> **PROBLEM REQUIREMENTS**
Whenever a line in the data holds the string "struct", copy that line.

Collected data entries
^^^^^^^^

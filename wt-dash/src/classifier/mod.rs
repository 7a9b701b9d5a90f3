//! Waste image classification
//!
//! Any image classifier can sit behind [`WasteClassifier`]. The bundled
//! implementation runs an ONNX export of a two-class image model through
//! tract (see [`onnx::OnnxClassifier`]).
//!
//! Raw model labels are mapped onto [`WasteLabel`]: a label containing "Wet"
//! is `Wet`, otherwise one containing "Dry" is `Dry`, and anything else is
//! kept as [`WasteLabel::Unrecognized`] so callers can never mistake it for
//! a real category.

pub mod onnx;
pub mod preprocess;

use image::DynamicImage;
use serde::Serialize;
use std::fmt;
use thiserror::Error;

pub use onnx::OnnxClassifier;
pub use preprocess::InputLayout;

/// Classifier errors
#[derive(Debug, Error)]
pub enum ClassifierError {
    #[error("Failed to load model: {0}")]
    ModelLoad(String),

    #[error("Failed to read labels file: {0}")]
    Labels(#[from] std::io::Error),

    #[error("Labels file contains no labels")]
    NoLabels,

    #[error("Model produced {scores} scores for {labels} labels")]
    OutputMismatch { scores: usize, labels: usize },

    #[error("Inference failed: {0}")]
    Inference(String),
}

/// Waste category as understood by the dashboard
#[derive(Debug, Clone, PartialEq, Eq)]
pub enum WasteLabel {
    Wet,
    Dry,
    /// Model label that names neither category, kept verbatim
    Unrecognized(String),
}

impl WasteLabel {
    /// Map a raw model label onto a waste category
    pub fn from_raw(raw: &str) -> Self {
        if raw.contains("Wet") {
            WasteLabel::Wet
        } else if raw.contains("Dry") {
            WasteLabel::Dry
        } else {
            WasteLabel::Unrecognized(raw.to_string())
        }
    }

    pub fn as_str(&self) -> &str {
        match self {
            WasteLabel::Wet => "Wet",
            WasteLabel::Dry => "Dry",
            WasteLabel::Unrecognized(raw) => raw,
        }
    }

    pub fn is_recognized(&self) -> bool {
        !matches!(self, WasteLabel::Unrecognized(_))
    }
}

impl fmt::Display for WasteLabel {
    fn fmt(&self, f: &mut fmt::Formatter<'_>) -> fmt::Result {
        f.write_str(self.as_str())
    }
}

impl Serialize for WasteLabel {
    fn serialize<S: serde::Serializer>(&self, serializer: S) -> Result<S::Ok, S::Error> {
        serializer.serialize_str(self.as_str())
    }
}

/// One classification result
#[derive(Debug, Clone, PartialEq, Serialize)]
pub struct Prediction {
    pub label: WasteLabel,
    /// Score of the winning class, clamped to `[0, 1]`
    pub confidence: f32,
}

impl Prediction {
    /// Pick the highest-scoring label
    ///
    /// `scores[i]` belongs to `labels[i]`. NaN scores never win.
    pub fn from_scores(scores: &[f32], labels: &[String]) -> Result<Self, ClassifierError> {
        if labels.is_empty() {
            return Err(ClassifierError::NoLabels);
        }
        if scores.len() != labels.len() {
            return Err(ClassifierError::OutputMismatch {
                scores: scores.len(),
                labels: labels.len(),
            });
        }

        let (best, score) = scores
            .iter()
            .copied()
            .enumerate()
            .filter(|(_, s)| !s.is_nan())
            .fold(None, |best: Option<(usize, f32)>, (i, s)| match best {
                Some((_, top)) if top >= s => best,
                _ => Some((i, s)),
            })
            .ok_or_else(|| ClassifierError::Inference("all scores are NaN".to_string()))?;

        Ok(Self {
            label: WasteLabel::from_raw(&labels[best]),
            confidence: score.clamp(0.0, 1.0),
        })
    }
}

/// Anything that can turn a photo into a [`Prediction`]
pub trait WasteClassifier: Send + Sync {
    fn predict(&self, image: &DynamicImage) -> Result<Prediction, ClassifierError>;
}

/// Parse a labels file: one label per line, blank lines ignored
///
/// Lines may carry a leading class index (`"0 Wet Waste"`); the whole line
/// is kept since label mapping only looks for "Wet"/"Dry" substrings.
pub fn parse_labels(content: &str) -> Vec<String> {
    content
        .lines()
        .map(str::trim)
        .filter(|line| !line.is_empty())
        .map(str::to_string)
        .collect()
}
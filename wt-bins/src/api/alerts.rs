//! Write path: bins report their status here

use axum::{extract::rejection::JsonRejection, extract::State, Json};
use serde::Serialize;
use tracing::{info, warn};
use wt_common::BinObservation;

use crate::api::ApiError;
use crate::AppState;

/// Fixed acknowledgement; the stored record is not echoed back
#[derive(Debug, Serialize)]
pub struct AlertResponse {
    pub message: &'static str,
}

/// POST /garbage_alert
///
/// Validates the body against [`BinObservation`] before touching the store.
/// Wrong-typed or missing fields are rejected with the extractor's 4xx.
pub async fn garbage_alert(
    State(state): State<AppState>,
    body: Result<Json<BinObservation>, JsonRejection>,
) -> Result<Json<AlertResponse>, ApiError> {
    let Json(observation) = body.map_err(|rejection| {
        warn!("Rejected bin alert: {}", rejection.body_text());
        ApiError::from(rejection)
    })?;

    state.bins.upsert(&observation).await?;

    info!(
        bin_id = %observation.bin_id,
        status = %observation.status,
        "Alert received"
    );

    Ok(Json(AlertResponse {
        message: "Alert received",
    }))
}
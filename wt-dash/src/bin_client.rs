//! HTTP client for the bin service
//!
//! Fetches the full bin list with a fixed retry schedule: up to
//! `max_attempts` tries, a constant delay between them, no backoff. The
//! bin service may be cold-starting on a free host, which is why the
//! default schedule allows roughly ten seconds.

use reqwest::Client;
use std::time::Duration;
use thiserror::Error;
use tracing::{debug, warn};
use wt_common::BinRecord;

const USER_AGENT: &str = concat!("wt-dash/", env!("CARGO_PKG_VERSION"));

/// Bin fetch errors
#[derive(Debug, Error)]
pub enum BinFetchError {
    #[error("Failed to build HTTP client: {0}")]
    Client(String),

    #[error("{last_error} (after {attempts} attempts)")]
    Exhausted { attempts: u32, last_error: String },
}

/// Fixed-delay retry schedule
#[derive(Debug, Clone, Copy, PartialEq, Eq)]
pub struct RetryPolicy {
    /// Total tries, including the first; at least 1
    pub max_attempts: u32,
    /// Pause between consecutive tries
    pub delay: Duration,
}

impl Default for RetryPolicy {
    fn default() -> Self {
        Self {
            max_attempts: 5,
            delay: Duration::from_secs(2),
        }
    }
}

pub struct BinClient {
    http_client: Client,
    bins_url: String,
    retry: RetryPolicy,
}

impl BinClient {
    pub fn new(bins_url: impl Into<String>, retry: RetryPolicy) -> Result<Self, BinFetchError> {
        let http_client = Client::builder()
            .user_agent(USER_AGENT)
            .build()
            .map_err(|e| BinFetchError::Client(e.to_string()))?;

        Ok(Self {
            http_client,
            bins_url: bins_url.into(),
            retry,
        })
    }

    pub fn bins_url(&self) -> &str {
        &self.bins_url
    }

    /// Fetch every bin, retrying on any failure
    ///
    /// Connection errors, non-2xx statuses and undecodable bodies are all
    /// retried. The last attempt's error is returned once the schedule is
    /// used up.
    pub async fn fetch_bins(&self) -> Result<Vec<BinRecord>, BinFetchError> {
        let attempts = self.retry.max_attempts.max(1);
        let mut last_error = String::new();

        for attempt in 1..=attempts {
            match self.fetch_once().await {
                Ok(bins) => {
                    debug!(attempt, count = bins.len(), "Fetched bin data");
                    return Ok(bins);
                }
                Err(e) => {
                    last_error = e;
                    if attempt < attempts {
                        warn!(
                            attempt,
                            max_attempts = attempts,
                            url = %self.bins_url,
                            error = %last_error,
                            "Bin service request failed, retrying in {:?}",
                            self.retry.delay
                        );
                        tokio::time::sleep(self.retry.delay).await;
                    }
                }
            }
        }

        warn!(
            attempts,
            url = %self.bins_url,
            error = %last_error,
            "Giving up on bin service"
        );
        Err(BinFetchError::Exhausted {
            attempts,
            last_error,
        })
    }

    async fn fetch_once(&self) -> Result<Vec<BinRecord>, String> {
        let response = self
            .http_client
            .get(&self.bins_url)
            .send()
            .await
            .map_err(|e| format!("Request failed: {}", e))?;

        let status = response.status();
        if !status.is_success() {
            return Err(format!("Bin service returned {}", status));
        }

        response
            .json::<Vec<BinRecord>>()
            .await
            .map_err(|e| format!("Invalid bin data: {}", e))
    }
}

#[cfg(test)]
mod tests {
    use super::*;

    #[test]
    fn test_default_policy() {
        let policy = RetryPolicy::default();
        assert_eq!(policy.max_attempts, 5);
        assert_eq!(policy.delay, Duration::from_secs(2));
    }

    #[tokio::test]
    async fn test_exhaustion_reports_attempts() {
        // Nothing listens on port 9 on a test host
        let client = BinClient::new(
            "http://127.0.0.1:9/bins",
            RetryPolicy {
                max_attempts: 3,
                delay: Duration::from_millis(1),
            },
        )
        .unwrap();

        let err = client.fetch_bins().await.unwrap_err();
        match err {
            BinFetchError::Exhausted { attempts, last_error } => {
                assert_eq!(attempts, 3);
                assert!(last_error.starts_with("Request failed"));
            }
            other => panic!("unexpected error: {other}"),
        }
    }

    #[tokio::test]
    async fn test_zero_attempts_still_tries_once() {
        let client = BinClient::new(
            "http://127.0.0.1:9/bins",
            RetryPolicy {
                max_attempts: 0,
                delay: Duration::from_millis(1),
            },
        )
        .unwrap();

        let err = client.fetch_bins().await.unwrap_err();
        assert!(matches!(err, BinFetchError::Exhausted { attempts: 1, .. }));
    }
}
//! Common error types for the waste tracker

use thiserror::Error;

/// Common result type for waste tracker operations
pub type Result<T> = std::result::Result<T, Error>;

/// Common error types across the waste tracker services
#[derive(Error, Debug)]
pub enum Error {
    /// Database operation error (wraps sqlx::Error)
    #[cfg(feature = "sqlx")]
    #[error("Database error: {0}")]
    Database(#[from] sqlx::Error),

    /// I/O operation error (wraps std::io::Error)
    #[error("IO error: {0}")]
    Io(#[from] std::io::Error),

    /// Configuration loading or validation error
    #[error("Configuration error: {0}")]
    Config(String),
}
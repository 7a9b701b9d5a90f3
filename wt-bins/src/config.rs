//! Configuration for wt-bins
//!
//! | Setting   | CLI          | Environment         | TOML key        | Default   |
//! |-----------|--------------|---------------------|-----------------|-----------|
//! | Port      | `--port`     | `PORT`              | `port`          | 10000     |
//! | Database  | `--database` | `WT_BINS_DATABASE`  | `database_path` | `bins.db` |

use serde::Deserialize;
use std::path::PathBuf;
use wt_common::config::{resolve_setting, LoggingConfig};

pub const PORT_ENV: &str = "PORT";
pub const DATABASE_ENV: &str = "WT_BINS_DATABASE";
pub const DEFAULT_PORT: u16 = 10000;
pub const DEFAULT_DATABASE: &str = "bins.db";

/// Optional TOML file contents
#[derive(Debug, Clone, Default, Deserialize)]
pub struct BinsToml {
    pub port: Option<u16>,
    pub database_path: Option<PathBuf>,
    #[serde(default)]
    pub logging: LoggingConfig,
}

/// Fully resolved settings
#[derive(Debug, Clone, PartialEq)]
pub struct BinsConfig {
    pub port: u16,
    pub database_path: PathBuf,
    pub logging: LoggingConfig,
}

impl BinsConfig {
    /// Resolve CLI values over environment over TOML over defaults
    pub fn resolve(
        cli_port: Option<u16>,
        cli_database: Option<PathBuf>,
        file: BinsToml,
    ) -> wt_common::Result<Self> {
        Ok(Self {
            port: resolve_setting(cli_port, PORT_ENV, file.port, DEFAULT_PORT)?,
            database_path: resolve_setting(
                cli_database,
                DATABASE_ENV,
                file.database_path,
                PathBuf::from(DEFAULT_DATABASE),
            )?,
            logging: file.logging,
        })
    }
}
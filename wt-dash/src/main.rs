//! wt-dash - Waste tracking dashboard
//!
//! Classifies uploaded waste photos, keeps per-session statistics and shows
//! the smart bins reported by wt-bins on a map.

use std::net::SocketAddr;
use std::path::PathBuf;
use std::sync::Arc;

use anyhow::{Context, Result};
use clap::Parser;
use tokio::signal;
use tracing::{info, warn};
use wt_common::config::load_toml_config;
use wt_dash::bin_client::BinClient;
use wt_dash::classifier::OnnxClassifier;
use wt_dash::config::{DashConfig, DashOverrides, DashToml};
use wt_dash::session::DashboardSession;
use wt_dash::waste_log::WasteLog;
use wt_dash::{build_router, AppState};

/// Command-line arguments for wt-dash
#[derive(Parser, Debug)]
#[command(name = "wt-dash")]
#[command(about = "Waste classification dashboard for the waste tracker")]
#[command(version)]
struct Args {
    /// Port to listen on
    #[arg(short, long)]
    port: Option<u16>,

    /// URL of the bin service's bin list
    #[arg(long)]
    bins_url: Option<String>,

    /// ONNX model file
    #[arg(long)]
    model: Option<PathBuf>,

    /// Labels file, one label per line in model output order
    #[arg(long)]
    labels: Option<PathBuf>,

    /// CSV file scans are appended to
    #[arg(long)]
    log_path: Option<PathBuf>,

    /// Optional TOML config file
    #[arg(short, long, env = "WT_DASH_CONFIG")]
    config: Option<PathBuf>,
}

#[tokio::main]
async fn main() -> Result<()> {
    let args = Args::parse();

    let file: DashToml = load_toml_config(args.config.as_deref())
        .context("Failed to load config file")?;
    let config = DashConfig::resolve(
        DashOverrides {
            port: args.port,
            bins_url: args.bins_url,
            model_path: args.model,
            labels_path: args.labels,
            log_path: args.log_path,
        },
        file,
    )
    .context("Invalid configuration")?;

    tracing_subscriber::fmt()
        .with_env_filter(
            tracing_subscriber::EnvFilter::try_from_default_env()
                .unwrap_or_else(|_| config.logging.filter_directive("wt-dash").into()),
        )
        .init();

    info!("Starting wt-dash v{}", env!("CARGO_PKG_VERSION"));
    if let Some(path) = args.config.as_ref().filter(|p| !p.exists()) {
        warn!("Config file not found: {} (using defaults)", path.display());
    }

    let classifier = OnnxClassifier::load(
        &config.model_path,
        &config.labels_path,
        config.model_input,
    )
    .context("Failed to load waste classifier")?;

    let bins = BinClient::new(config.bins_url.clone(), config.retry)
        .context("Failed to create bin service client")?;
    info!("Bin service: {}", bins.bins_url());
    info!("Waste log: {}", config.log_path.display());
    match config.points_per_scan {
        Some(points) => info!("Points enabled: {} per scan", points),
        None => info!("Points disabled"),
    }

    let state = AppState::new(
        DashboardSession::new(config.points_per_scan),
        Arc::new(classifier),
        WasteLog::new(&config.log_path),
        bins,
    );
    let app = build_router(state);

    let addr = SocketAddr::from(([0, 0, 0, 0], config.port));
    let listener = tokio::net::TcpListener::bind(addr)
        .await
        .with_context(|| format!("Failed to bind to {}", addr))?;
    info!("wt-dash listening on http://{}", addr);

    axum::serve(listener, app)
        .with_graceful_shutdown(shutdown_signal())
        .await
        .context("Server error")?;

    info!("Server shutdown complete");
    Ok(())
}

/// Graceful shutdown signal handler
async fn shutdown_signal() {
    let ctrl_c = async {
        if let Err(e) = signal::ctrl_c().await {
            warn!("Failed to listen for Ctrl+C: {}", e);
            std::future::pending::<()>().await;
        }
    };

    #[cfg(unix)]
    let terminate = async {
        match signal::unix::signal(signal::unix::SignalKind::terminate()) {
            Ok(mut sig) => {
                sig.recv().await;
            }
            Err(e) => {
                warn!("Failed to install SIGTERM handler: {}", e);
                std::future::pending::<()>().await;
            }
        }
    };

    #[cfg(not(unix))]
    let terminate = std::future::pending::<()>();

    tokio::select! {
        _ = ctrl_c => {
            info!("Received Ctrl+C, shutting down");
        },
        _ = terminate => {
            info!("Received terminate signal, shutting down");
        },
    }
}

^^^^^^^^

> **ANSWER TO THIS TASK**
pub struct Prediction {
pub struct AlertResponse {
pub struct RetryPolicy {
pub struct BinClient {
pub struct BinsToml {
pub struct BinsConfig {
struct Args {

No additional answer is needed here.